Onome Amuge
Nigeria’s economy expanded by 4.23 percent in the second quarter of 2025, its strongest performance in four years, according to the National Bureau of Statistics (NBS). But while the headlines are dominated by the oil sector’s rebound, the underlying story of Nigeria’s economy lies in the steady but less flashy rise of services, real estate, ICT, and financial intermediation, which together are reshaping Africa’s fourth largest economy in the aftermath of GDP rebasing.
The new figures, released Monday, show a country at an inflection point. Growth has accelerated, but the composition of that growth, and what it means for businesses and households, is shifting in ways that are easy to miss behind the rebound in crude output.
In real terms, Nigeria’s GDP grew by 4.23 percent year-on-year in Q2 2025, up from 3.48 percent in the same quarter of 2024 and 3.13 percent in the first quarter of this year. Nominal GDP hit N100.73 trillion, almost 20 percent higher than in Q2 2024, reflecting both real expansion and inflationary pressures.
The industry sector was the standout performer, posting 7.45 percent growth, driven overwhelmingly by oil. Crude oil production rose to an average of 1.68 million barrels per day, its highest since 2020. The oil sector grew by 20.46 percent, compared with just 10 percent in Q2 2024.

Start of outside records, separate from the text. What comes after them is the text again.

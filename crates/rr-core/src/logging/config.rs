//! Logging configuration.
//!
//! Supports configuration via:
//! - Environment variables (RR_LOG, RR_LOG_FORMAT)
//! - CLI flags (-v/-q, --log-format)

use serde::{Deserialize, Serialize};

/// Log output format.
#[derive(Debug, Clone, Copy, PartialEq, Eq, Default, Serialize, Deserialize)]
#[serde(rename_all = "lowercase")]
pub enum LogFormat {
    /// Human-readable console format (default).
    #[default]
    Human,
    /// Machine-parseable JSON lines.
    Jsonl,
}

impl std::str::FromStr for LogFormat {
    type Err = String;

    fn from_str(s: &str) -> Result<Self, Self::Err> {
        match s.to_lowercase().as_str() {
            "human" | "console" | "pretty" => Ok(LogFormat::Human),
            "jsonl" | "json" | "structured" => Ok(LogFormat::Jsonl),
            _ => Err(format!("unknown log format: {}", s)),
        }
    }
}

impl std::fmt::Display for LogFormat {
    fn fmt(&self, f: &mut std::fmt::Formatter<'_>) -> std::fmt::Result {
        match self {
            LogFormat::Human => write!(f, "human"),
            LogFormat::Jsonl => write!(f, "jsonl"),
        }
    }
}

/// Log level filter.
#[derive(Debug, Clone, Copy, PartialEq, Eq, Default, Serialize, Deserialize)]
#[serde(rename_all = "lowercase")]
pub enum LogLevel {
    /// Most verbose.
    Trace,
    /// Debug information.
    Debug,
    /// Standard operational info (default).
    #[default]
    Info,
    /// Warnings only.
    Warn,
    /// Errors only.
    Error,
    /// Completely silent.
    Off,
}

impl std::str::FromStr for LogLevel {
    type Err = String;

    fn from_str(s: &str) -> Result<Self, Self::Err> {
        match s.to_lowercase().as_str() {
            "trace" => Ok(LogLevel::Trace),
            "debug" => Ok(LogLevel::Debug),
            "info" => Ok(LogLevel::Info),
            "warn" | "warning" => Ok(LogLevel::Warn),
            "error" => Ok(LogLevel::Error),
            "off" | "none" | "quiet" => Ok(LogLevel::Off),
            _ => Err(format!("unknown log level: {}", s)),
        }
    }
}

impl std::fmt::Display for LogLevel {
    fn fmt(&self, f: &mut std::fmt::Formatter<'_>) -> std::fmt::Result {
        match self {
            LogLevel::Trace => write!(f, "trace"),
            LogLevel::Debug => write!(f, "debug"),
            LogLevel::Info => write!(f, "info"),
            LogLevel::Warn => write!(f, "warn"),
            LogLevel::Error => write!(f, "error"),
            LogLevel::Off => write!(f, "off"),
        }
    }
}

impl From<LogLevel> for tracing_subscriber::filter::LevelFilter {
    fn from(level: LogLevel) -> Self {
        match level {
            LogLevel::Trace => tracing_subscriber::filter::LevelFilter::TRACE,
            LogLevel::Debug => tracing_subscriber::filter::LevelFilter::DEBUG,
            LogLevel::Info => tracing_subscriber::filter::LevelFilter::INFO,
            LogLevel::Warn => tracing_subscriber::filter::LevelFilter::WARN,
            LogLevel::Error => tracing_subscriber::filter::LevelFilter::ERROR,
            LogLevel::Off => tracing_subscriber::filter::LevelFilter::OFF,
        }
    }
}

/// Logging configuration.
#[derive(Debug, Clone)]
pub struct LogConfig {
    /// Output format.
    pub format: LogFormat,
    /// Minimum log level.
    pub level: LogLevel,
    /// Whether to include timestamps in human output.
    pub timestamps: bool,
}

impl Default for LogConfig {
    fn default() -> Self {
        LogConfig {
            format: LogFormat::Human,
            level: LogLevel::Info,
            timestamps: true,
        }
    }
}

impl LogConfig {
    /// Create config from environment and CLI overrides.
    pub fn from_env(cli_level: Option<LogLevel>, cli_format: Option<LogFormat>) -> Self {
        Self::resolve(
            std::env::var("RR_LOG").ok().as_deref(),
            std::env::var("RR_LOG_FORMAT").ok().as_deref(),
            cli_level,
            cli_format,
        )
    }

    /// Layer environment values and CLI overrides over the defaults.
    ///
    /// Unparseable environment values are ignored.
    pub fn resolve(
        env_level: Option<&str>,
        env_format: Option<&str>,
        cli_level: Option<LogLevel>,
        cli_format: Option<LogFormat>,
    ) -> Self {
        let mut config = LogConfig::default();

        if let Some(level) = env_level.and_then(|v| v.parse::<LogLevel>().ok()) {
            config.level = level;
        }
        if let Some(format) = env_format.and_then(|v| v.parse::<LogFormat>().ok()) {
            config.format = format;
        }

        // CLI overrides take final precedence
        if let Some(level) = cli_level {
            config.level = level;
        }
        if let Some(format) = cli_format {
            config.format = format;
        }

        config
    }

    /// Set log format.
    pub fn with_format(mut self, format: LogFormat) -> Self {
        self.format = format;
        self
    }

    /// Set log level.
    pub fn with_level(mut self, level: LogLevel) -> Self {
        self.level = level;
        self
    }

    /// Enable timestamps in human output.
    pub fn with_timestamps(mut self, enabled: bool) -> Self {
        self.timestamps = enabled;
        self
    }
}
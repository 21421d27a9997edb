//! Checkers CLI - Command-line interface
//!
//! Commands:
//! - play: interactive two-player game at the terminal

use clap::{Parser, Subcommand};

mod play;
mod render;

#[derive(Parser)]
#[command(name = "checkers")]
#[command(about = "Bitboard checkers for two players at one terminal")]
struct Cli {
    #[command(subcommand)]
    command: Commands,
}

#[derive(Subcommand)]
enum Commands {
    /// Play an interactive game
    Play(play::PlayArgs),
}

fn main() -> anyhow::Result<()> {
    // Initialize logging
    tracing_subscriber::fmt::init();

    let cli = Cli::parse();

    match cli.command {
        Commands::Play(args) => play::run(args),
    }
}
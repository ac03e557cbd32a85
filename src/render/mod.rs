/// CPU raster surface (`vello_cpu` + `parley`).
pub mod cpu;
/// Font resolution and glyph shaping.
pub mod fonts;
/// Call-recording surface for tests and previews.
pub mod recording;
/// Drawing-surface trait and frame types.
pub mod surface;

However, beneath the oil story is the quieter effect of Nigeria’s GDP rebasing. Earlier this year, the NBS switched its base year from 2010 to 2019, recalculating the structure of the economy. This resulted in oil’s weight in GDP shrinking further, while services, real estate, ICT, and financial institutions grew stronger.
The services sector, which accounts for over half of GDP, grew by 3.94 percent in Q2, only slightly higher than the 3.83 percent recorded a year earlier. At first glance, this appears merely notable. But the sector’s breadth is where the real story lies.
Telecommunications and information services continue to expand, powered by rising mobile data consumption and fintech innovation. Real estate has also become one of the economy’s largest subsectors post-rebasing, supported by urban expansion and a growing mortgage market. Financial services are also consolidating their role, with banks and payment platforms driving digital inclusion.
For businesses, this shift means the fastest-growing opportunities are often outside oil and heavy industry. Startups in payments, logistics, and e-commerce are tapping into a consumer economy that, while squeezed by inflation, is still expanding in volume.
Agriculture, which still employs the majority of Nigerians, expanded by 2.82 percent in Q2, slightly better than the 2.60 percent growth a year earlier. Crop production was the main driver, reflecting ongoing demand for staples despite high food inflation.
Despite its rebound, oil contributed only 4.05 percent of real GDP in Q2. Oil’s small direct share but outsized macro influence is considered a paradox that underscores Nigeria’s economic dilemma.
According to analysts, higher oil output brings in more foreign exchange, strengthens fiscal revenues, and boosts overall GDP growth. Yet it does little for job creation or consumer welfare, given the capital-intensive nature of the industry.
Structural shifts: what rebasing revealed
The rebasing of GDP has changed not just the numbers but Nigeria’s economic identity. Oil, once thought to dominate GDP, is now a much smaller part of the picture. Real estate, financial services, and ICT are far larger than previously captured.
This recalibration matters for investors. For businesses, rebasing underscores the sectors to watch. Housing demand is rising in major cities. Telecoms are driving consumer behavior. Financial technology is reshaping payments. According to analysts, these shifts, though gradual, may prove more decisive for Nigeria’s long-term growth than the next oil production bump.
Despite the encouraging headline growth, the economic reality indicates that Nigeria’s recovery remains uneven. This is as inflation above 20 per cent erodes real incomes. Credit to the private sector is constrained. Power supply remains erratic.
Consumer spending is flat in real terms, with many households trading down to cheaper products. Retailers say volume growth is slow. Manufacturers complain about weak demand and high input costs.
For the business community, the Q2 data offer both reassurance and caution. The economy is seen expanding faster than last year. Oil has provided breathing space. Services remain resilient.
But the rebound is fragile, and sectoral opportunities are uneven. Exporters and oil-linked firms are optimistic. Consumer-facing companies are cautious. Agriculture-linked businesses are constrained.
Looking ahead, the government targets oil production of 2 million barrels per day by year-end. If achieved, GDP growth could stay above 4 percent for the rest of 2025. But sustaining momentum will depend on broader reforms.
According to analysts, to translate growth into jobs and prosperity, Nigeria must tackle structural bottlenecks including; insecurity, power supply, logistics, and inflation. Without these fixes, the economy risks remaining a story of numbers without impact.
For now, Nigeria’s Q2 rebound shows that growth is possible. But for businesses and households, the real question is whether this growth will finally trickle down.